The 12 steps themselves can be summarised as follows:
Awareness. Ensure that key people in your organisation know about GDPR, and understand its likely impact.
Data mapping. Ascertain and document what personal data you hold, where it came from and who you share it with.
Privacy information. Review current privacy notices, and establish a plan
for updating them ahead of the May 2018 deadline.
Data subject rights. Ensure that procedures are in place to address the new rights that individuals have under the GDPR, such as the ‘right to be forgotten’ and the right to demand a copy of the personal data that you hold.
Subject access requests. Update existing subject access request procedures to accommodate the new timescales and provide any additional information that GDPR requires.
Lawful basis for processing. Establish the ‘lawful basis’ for any processing that you undertake (from the six lawful bases listed in the GDPR), and reflect this appropriately in your privacy notices.

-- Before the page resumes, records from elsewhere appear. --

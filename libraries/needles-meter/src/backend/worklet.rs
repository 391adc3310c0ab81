//! Rendering-thread backend
//!
//! The processor sees audio in render quanta, so pushed blocks are split
//! into 128-frame pieces before they're queued.

use super::{BackendHost, BackendKind, ProcessorRegistry};
use crate::error::Result;
use crate::events::MeasurementEvent;
use crate::message::ControlMessage;
use crossbeam_channel::Sender;

/// Frames per render quantum
pub const RENDER_QUANTUM_FRAMES: usize = 128;

pub(crate) struct WorkletBackend {
    host: BackendHost,
}

impl WorkletBackend {
    pub(crate) fn spawn(
        module: &str,
        registry: &ProcessorRegistry,
        events: Sender<MeasurementEvent>,
    ) -> Result<Self> {
        tracing::debug!(module = %module, "Loading worklet module");
        let host = BackendHost::spawn(
            BackendKind::Worklet.thread_name(),
            module,
            registry,
            events,
            None,
        )?;
        Ok(Self { host })
    }

    pub(crate) fn host(&self) -> &BackendHost {
        &self.host
    }

    /// Queue `block` one render quantum at a time
    ///
    /// Returns the number of `Process` messages sent.
    pub(crate) fn push_audio(&mut self, block: Vec<Vec<f32>>) -> Result<usize> {
        let frames = block.first().map_or(0, Vec::len);
        if frames <= RENDER_QUANTUM_FRAMES {
            if frames > 0 {
                self.host.send(ControlMessage::process(block))?;
                return Ok(1);
            }
            return Ok(0);
        }

        let mut sent = 0;
        for start in (0..frames).step_by(RENDER_QUANTUM_FRAMES) {
            let end = (start + RENDER_QUANTUM_FRAMES).min(frames);
            let quantum = block.iter().map(|c| c[start..end].to_vec()).collect();
            self.host.send(ControlMessage::process(quantum))?;
            sent += 1;
        }
        Ok(sent)
    }
}
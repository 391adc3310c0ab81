/// needles - measure loudness of audio files
use clap::{Parser, Subcommand};
use needles_cli::{measure_file, CliConfig, CoefficientReport};
use needles_meter::{design_pre_filter, design_weighting_filter, Mode};
use std::path::PathBuf;
use tracing_subscriber::{layer::SubscriberExt, util::SubscriberInitExt};

#[derive(Parser)]
#[command(name = "needles")]
#[command(about = "ITU-R BS.1770 loudness metering", long_about = None)]
struct Cli {
    /// Configuration file path (defaults to ./needles.toml if present)
    #[arg(short, long, global = true, env = "NEEDLES_CONFIG")]
    config: Option<PathBuf>,

    #[command(subcommand)]
    command: Commands,
}

#[derive(Subcommand)]
enum Commands {
    /// Measure the loudness of a WAV file
    Measure {
        /// WAV file to measure
        path: PathBuf,
        /// Modes to report (momentary, short-term, integrated)
        #[arg(short, long, value_delimiter = ',')]
        modes: Vec<Mode>,
        /// Print the report as JSON
        #[arg(long)]
        json: bool,
    },
    /// Print K-weighting filter coefficients
    Coefficients {
        /// Sample rate in Hz
        #[arg(short, long, default_value_t = 48000.0)]
        sample_rate: f64,
        /// Print as JSON
        #[arg(long)]
        json: bool,
    },
}

fn main() -> anyhow::Result<()> {
    // Initialize tracing
    tracing_subscriber::registry()
        .with(
            tracing_subscriber::EnvFilter::try_from_default_env()
                .unwrap_or_else(|_| "needles=info".into()),
        )
        .with(tracing_subscriber::fmt::layer().with_writer(std::io::stderr))
        .init();

    let cli = Cli::parse();

    match cli.command {
        Commands::Measure { path, modes, json } => {
            let config = CliConfig::load(cli.config.as_deref())?;
            let report = measure_file(&path, &config, &modes)?;
            if json {
                println!("{}", serde_json::to_string_pretty(&report)?);
            } else {
                println!("{}", report);
            }
        }
        Commands::Coefficients { sample_rate, json } => {
            let report = CoefficientReport {
                sample_rate,
                pre_filter: design_pre_filter(sample_rate)?,
                weighting_filter: design_weighting_filter(sample_rate)?,
            };
            if json {
                println!("{}", serde_json::to_string_pretty(&report)?);
            } else {
                print!("{}", report);
            }
        }
    }

    Ok(())
}
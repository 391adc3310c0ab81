//! Needles loudness metering
//!
//! Control plane for ITU-R BS.1770 loudness measurement:
//! - K-weighting filter design ([`design_pre_filter`], [`design_weighting_filter`])
//! - backend selection and message passing to a hosted [`Processor`]
//! - session lifecycle ([`LoudnessController`]) and event dispatch ([`EventBus`])
//!
//! The loudness algorithm itself lives behind the [`Processor`] trait; register
//! an implementation in a [`ProcessorRegistry`] under the endpoint names the
//! meter is configured with.

pub mod adapter;
pub mod audio;
pub mod backend;
pub mod bus;
pub mod coefficients;
pub mod controller;
pub mod error;
pub mod events;
pub mod filter;
pub mod message;
pub mod meter;
pub mod settings;
pub mod state;

pub use adapter::Endpoints;
pub use audio::{AudioBuffer, MeterSource};
pub use backend::{
    select_backend, BackendKind, Emitter, Processor, ProcessorFactory, ProcessorRegistry,
};
pub use bus::{EventBus, Listener, ListenerId};
pub use coefficients::{design_pre_filter, design_weighting_filter, FilterCoefficients};
pub use controller::{LoudnessController, OFFLINE_CHUNK_FRAMES};
pub use error::{MeterError, Result};
pub use events::{EventKind, MeasurementEvent, Mode, ModeSet};
pub use filter::{Biquad, FilterCascade};
pub use message::{ControlMessage, InitializeAttributes, DURATION_KEY};
pub use meter::LoudnessMeter;
pub use settings::{MeterOptions, MeterSettings, DEFAULT_WORKER_ENDPOINT, DEFAULT_WORKLET_ENDPOINT};
pub use state::{LifecycleAction, SessionState};
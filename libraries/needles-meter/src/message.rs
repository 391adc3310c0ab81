//! Control messages sent to a processing backend
//!
//! The serde form is the wire contract shared with external backends:
//! `{"type": "initialize", "attributes": {"sampleRate": 48000, "modes": [...]}}`,
//! `{"type": "process", "input": [[...], [...]]}`, `{"type": "set", "key": ..., "value": ...}`
//! and bare `{"type": "record"}` style messages for the rest.

use crate::events::ModeSet;
use serde::{Deserialize, Serialize};

/// Key of the offline duration hint (value in milliseconds)
pub const DURATION_KEY: &str = "duration";

/// Settings carried by the `Initialize` message
#[derive(Debug, Clone, Copy, PartialEq, Serialize, Deserialize)]
#[serde(rename_all = "camelCase")]
pub struct InitializeAttributes {
    pub sample_rate: f64,
    pub modes: ModeSet,
}

/// Message from the control plane to a processing backend
#[derive(Debug, Clone, PartialEq, Serialize, Deserialize)]
#[serde(tag = "type", rename_all = "lowercase")]
pub enum ControlMessage {
    /// Configure sample rate and requested modes; always the first message
    Initialize { attributes: InitializeAttributes },

    /// One block of planar, K-weighted audio
    Process { input: Vec<Vec<f32>> },

    Record,
    Pause,
    Resume,
    Stop,

    /// Clear accumulators without touching the lifecycle
    Reset,

    /// Backend parameter, e.g. the offline duration hint
    #[serde(rename = "set")]
    SetParam { key: String, value: f64 },
}

impl ControlMessage {
    pub fn initialize(sample_rate: f64, modes: ModeSet) -> Self {
        Self::Initialize {
            attributes: InitializeAttributes { sample_rate, modes },
        }
    }

    pub fn process(input: Vec<Vec<f32>>) -> Self {
        Self::Process { input }
    }

    /// Offline duration hint in milliseconds
    pub fn duration(duration_ms: f64) -> Self {
        Self::SetParam {
            key: DURATION_KEY.to_string(),
            value: duration_ms,
        }
    }

    /// Wire name of the message type
    pub fn type_name(&self) -> &'static str {
        match self {
            Self::Initialize { .. } => "initialize",
            Self::Process { .. } => "process",
            Self::Record => "record",
            Self::Pause => "pause",
            Self::Resume => "resume",
            Self::Stop => "stop",
            Self::Reset => "reset",
            Self::SetParam { .. } => "set",
        }
    }

    /// Frames per channel in a `Process` block
    pub fn block_len(&self) -> Option<usize> {
        match self {
            Self::Process { input } => Some(input.first().map_or(0, Vec::len)),
            _ => None,
        }
    }
}
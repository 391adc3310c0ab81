//! Processor hosting thread
//!
//! Every backend variant runs its processor on a dedicated thread. Control
//! messages arrive over a FIFO channel and are delivered in send order; events
//! go back over a second, unbounded channel that the controller drains on its
//! own thread, so the processor never blocks on emitting.
//!
//! Live hosts use an unbounded message queue and sends never block. The
//! offline host bounds its queue, so a chunked feed waits for the processor
//! instead of holding the whole buffer in flight.
//!
//! Readiness (the processor was built and registered) is reported once over a
//! bounded channel and memoized on the host side.

use super::{Processor, ProcessorRegistry};
use crate::error::{MeterError, Result};
use crate::events::{EventKind, MeasurementEvent, ModeSet};
use crate::message::ControlMessage;
use crossbeam_channel::{
    bounded, unbounded, Receiver, RecvTimeoutError, SendError, Sender, TryRecvError,
};
use std::sync::OnceLock;
use std::thread::{self, JoinHandle};
use std::time::Duration;

/// Outbound event handle given to a [`Processor`]
///
/// Drops `dataavailable` events for modes the session didn't request.
pub struct Emitter<'a> {
    events: &'a Sender<MeasurementEvent>,
    modes: ModeSet,
    emitted: usize,
}

impl<'a> Emitter<'a> {
    /// Emitter over `events`, accepting values for `modes` only
    ///
    /// Backends get one from their host; this is for driving a processor
    /// directly.
    pub fn new(events: &'a Sender<MeasurementEvent>, modes: ModeSet) -> Self {
        Self {
            events,
            modes,
            emitted: 0,
        }
    }

    /// Publish an event to the control plane
    pub fn emit(&mut self, event: MeasurementEvent) {
        if event.kind() == EventKind::DataAvailable {
            if let Some(mode) = event.mode() {
                if !self.modes.contains(mode) {
                    tracing::trace!(mode = %mode, "Dropping value for unrequested mode");
                    return;
                }
            }
        }

        // Receiver gone means the meter was dropped; nothing left to notify
        if self.events.send(event).is_ok() {
            self.emitted += 1;
        }
    }

    /// Modes requested for this session
    pub fn modes(&self) -> ModeSet {
        self.modes
    }

    /// Events actually delivered through this emitter
    pub fn emitted(&self) -> usize {
        self.emitted
    }
}

/// Wraps a processor and enforces the message contract
///
/// Nothing reaches the processor before `Initialize`, and a second
/// `Initialize` is ignored.
pub(crate) struct ContractGuard {
    processor: Box<dyn Processor>,
    modes: Option<ModeSet>,
}

impl ContractGuard {
    pub(crate) fn new(processor: Box<dyn Processor>) -> Self {
        Self {
            processor,
            modes: None,
        }
    }

    pub(crate) fn deliver(&mut self, message: ControlMessage, events: &Sender<MeasurementEvent>) {
        let modes = match (&message, self.modes) {
            (ControlMessage::Initialize { attributes }, None) => {
                tracing::debug!(
                    sample_rate = attributes.sample_rate,
                    modes = ?attributes.modes,
                    "Processor initialized"
                );
                self.modes = Some(attributes.modes);
                attributes.modes
            }
            (ControlMessage::Initialize { .. }, Some(_)) => {
                tracing::warn!("Ignoring repeated initialize message");
                return;
            }
            (_, None) => {
                tracing::warn!(
                    message = message.type_name(),
                    "Rejecting message sent before initialize"
                );
                return;
            }
            (_, Some(modes)) => modes,
        };

        let mut emitter = Emitter::new(events, modes);
        self.processor.handle(message, &mut emitter);
    }
}

/// Thread hosting one processor
pub(crate) struct BackendHost {
    name: String,
    messages: Option<Sender<ControlMessage>>,
    readiness: Receiver<std::result::Result<(), String>>,
    ready: OnceLock<std::result::Result<(), String>>,
    thread: Option<JoinHandle<()>>,
}

impl BackendHost {
    /// Spawn the hosting thread and start loading `endpoint`
    ///
    /// Returns immediately; loading completes asynchronously and is observed
    /// through [`BackendHost::poll_ready`] or [`BackendHost::wait_ready`].
    /// With a `capacity`, at most that many messages wait in the queue and
    /// [`BackendHost::send`] blocks until the processor catches up.
    pub(crate) fn spawn(
        name: String,
        endpoint: &str,
        registry: &ProcessorRegistry,
        events: Sender<MeasurementEvent>,
        capacity: Option<usize>,
    ) -> Result<Self> {
        let (message_tx, message_rx) = match capacity {
            Some(capacity) => bounded(capacity),
            None => unbounded(),
        };
        let (ready_tx, ready_rx) = bounded(1);
        let endpoint = endpoint.to_string();
        let registry = registry.clone();

        let thread = thread::Builder::new()
            .name(name.clone())
            .spawn(move || run(endpoint, registry, message_rx, events, ready_tx))
            .map_err(|e| {
                MeterError::backend_unavailable(format!("failed to spawn {}: {}", name, e))
            })?;

        Ok(Self {
            name,
            messages: Some(message_tx),
            readiness: ready_rx,
            ready: OnceLock::new(),
            thread: Some(thread),
        })
    }

    /// Queue a message for the processor
    ///
    /// # Errors
    /// `BackendUnavailable` if loading failed or the thread has exited.
    pub(crate) fn send(&self, message: ControlMessage) -> Result<()> {
        if let Some(Err(e)) = self.poll_ready() {
            return Err(e);
        }

        let sender = self
            .messages
            .as_ref()
            .ok_or_else(|| MeterError::backend_unavailable(format!("{} is shut down", self.name)))?;
        sender.send(message).map_err(|SendError(message)| {
            // A failed load closes the queue; report why it failed
            if let Some(Err(e)) = self.poll_ready() {
                return e;
            }
            MeterError::backend_unavailable(format!(
                "{} stopped accepting messages (dropped '{}')",
                self.name,
                message.type_name()
            ))
        })
    }

    /// Readiness without blocking; `None` while still loading
    pub(crate) fn poll_ready(&self) -> Option<Result<()>> {
        if let Some(result) = self.ready.get() {
            return Some(to_result(result));
        }

        match self.readiness.try_recv() {
            Ok(result) => Some(self.memoize(result)),
            Err(TryRecvError::Empty) => None,
            Err(TryRecvError::Disconnected) => Some(self.memoize(Err(format!(
                "{} exited before reporting readiness",
                self.name
            )))),
        }
    }

    /// Block until the processor is loaded, or `timeout` elapses
    ///
    /// A timeout is not memoized; a later call may still succeed.
    pub(crate) fn wait_ready(&self, timeout: Duration) -> Result<()> {
        if let Some(result) = self.ready.get() {
            return to_result(result);
        }

        match self.readiness.recv_timeout(timeout) {
            Ok(result) => self.memoize(result),
            Err(RecvTimeoutError::Timeout) => Err(MeterError::backend_unavailable(format!(
                "{} not ready after {:?}",
                self.name, timeout
            ))),
            Err(RecvTimeoutError::Disconnected) => self.memoize(Err(format!(
                "{} exited before reporting readiness",
                self.name
            ))),
        }
    }

    fn memoize(&self, result: std::result::Result<(), String>) -> Result<()> {
        to_result(self.ready.get_or_init(|| result))
    }
}

impl Drop for BackendHost {
    fn drop(&mut self) {
        // Closing the message channel ends the thread's receive loop
        self.messages.take();
        if let Some(handle) = self.thread.take() {
            if handle.join().is_err() {
                tracing::warn!(backend = %self.name, "Processor thread panicked");
            }
        }
    }
}

fn to_result(result: &std::result::Result<(), String>) -> Result<()> {
    result.clone().map_err(MeterError::BackendUnavailable)
}

fn run(
    endpoint: String,
    registry: ProcessorRegistry,
    messages: Receiver<ControlMessage>,
    events: Sender<MeasurementEvent>,
    ready: Sender<std::result::Result<(), String>>,
) {
    let processor = match registry.instantiate(&endpoint) {
        Ok(processor) => processor,
        Err(e) => {
            tracing::warn!(endpoint = %endpoint, "Failed to load processor: {}", e);
            let reason = match e {
                MeterError::BackendUnavailable(reason) => reason,
                other => other.to_string(),
            };
            let _ = ready.send(Err(reason));
            return;
        }
    };
    let _ = ready.send(Ok(()));
    tracing::debug!(endpoint = %endpoint, "Processor registered");

    let mut guard = ContractGuard::new(processor);
    for message in messages.iter() {
        guard.deliver(message, &events);
    }

    tracing::debug!(endpoint = %endpoint, "Processor thread exiting");
}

Consent requirements. Review how you seek, record and manage consents from data subjects, consider whether you need to make any changes, and refresh existing consents now if they do not meet the GDPR standards.
Children. Consider whether you need to put systems in place to verify
the age of data subjects, and to obtain parental or guardian consent for
Data breaches. Check that your organisation has suitable procedures in place to detect, report and investigate data breaches.
‘Data protection by design’ and data protection impact assessments. Familiarise yourself with the ICO code of practice and other guidance on impact assessments, and consider how to implement them in your organisation.
Data protection officers. Consider whether you are formally required to designate a data protection officer, but in any case ensure that someone within your organisation has clear responsibility for data protection compliance.
International. If your organisation operates in more than one EU member state, determine which country’s data protection supervisory authority will be your lead authority. (It might not be the ICO.)
Headlines about potential fines raise the profile of GDPR generally, and in that sense they serve a useful purpose. However, the supervisory authorities recognise the challenges that GDPR presents to business, and accepts that it will be difficult to achieve full compliance by the May 2018 deadline – if ‘full compliance’ is achievable at all.
Rather than focus on the potential fines, organisations should concentrate on putting a coherent GDPR-readiness programme in place, and pursuing it as diligently as they can. As long as the organisation does that, then the risk of being landed with a big fine in the first couple of years seems remote.